SURVIVAL OF OBLIGATIONS definition

SURVIVAL OF OBLIGATIONS. Any obligation under this Section XI of Tenant which shall not have been paid at the expiration of the Term of this Lease shall survive such obligation and shall be paid when and as the amount of same shall be determined to be due.

Examples of SURVIVAL OF OBLIGATIONS in a sentence

  • SURVIVAL OF OBLIGATIONS - The obligations of the parties under this Agreement, which by their nature would continue beyond the termination, cancellation or expiration of this Agreement, shall survive termination, cancellation or expiration of this Agreement.

  • SURVIVAL OF OBLIGATIONS The obligations of the parties under this Agreement, which by their nature would continue beyond the termination, cancellation or expiration of this Agreement, including, by way of illustration only and not limitation, those in the COMPLIANCE WITH LAWS, IDENTIFICATION, IMPLEADER, INDEMNITY, INFRINGEMENT, INSURANCE, RELEASES VOID, USE OF INFORMATION and WARRANTY clauses, shall survive termination, cancellation or expiration of this Agreement.

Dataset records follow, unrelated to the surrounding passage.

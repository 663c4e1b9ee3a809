pub mod defs;
pub mod store;

pub use defs::{
    Instrument, NewsCollection, NewsRecord, SentimentCounts, SentimentLabel, TradingSession,
};
pub use store::{
    Assignment, FieldValue, Filter, OrderBy, Query, Row, StoreError, StoreResult, TabularStore,
    date_value,
};
use crate::aggregator::SessionTotals;
use crate::counter::{DateCounts, SessionSpan};
use crate::types::SentimentCounts;
use chrono::NaiveDate;
use std::collections::BTreeSet;
use tracing::{debug, warn};

/// Accumulates off-session sentiment until the next session closes the bucket.
#[derive(Debug, Default)]
pub struct RollForwardBucket {
    pending: SentimentCounts,
    totals: SessionTotals,
}

impl RollForwardBucket {
    pub fn new() -> Self {
        Self::default()
    }

    pub fn add(&mut self, counts: SentimentCounts) {
        self.pending += counts;
    }

    /// Move everything pending onto `session` and start a fresh bucket.
    pub fn flush_into(&mut self, session: NaiveDate) {
        if self.pending.is_zero() {
            return;
        }
        let pending = std::mem::take(&mut self.pending);
        debug!("Trading day {}: {}", session, pending);
        *self.totals.entry(session).or_default() += pending;
    }

    /// Close the sweep. Whatever is still pending lands on `latest`.
    pub fn finish(mut self, latest: Option<NaiveDate>) -> SessionTotals {
        if !self.pending.is_zero() {
            match latest {
                Some(latest) => {
                    debug!("Adding tail sentiment {} to last trading day {}", self.pending, latest);
                    self.flush_into(latest);
                }
                None => warn!("Dropping {} with no trading day to carry it", self.pending),
            }
        }
        self.totals
    }
}

/// Walk sentiment dates and sessions in date order, flushing the bucket on
/// every session. `sessions` must be ascending.
pub fn sweep(by_date: &DateCounts, sessions: &[NaiveDate]) -> SessionTotals {
    let session_set: BTreeSet<NaiveDate> = sessions.iter().copied().collect();
    let timeline: BTreeSet<NaiveDate> =
        by_date.keys().copied().chain(sessions.iter().copied()).collect();

    let mut bucket = RollForwardBucket::new();
    for date in timeline {
        if let Some(counts) = by_date.get(&date) {
            bucket.add(*counts);
        }
        if session_set.contains(&date) {
            bucket.flush_into(date);
        }
    }
    bucket.finish(sessions.last().copied())
}

/// Sum each span directly, without walking the whole calendar.
pub fn sum_spans(spans: &[SessionSpan], by_date: &DateCounts) -> SessionTotals {
    let mut totals = SessionTotals::new();
    for span in spans {
        let total: SentimentCounts = match span.end {
            Some(end) if end < span.start => SentimentCounts::default(),
            Some(end) => by_date.range(span.start..=end).map(|(_, c)| *c).sum(),
            None => by_date.range(span.start..).map(|(_, c)| *c).sum(),
        };
        if !total.is_zero() {
            totals.insert(span.session, total);
        }
    }
    totals
}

  • SURVIVAL OF OBLIGATIONS (JAN 2006): The Parties' rights and obligations which, by their nature, would continue beyond the termination, cancellation, rejection, or expiration of this contract shall survive such termination, cancellation, rejection, or expiration, including, but not limited to, the rights and obligations created by the following clauses: Indemnification - Third Party Claims, Intellectual Property Indemnification, and any provisions regarding warranty or audit.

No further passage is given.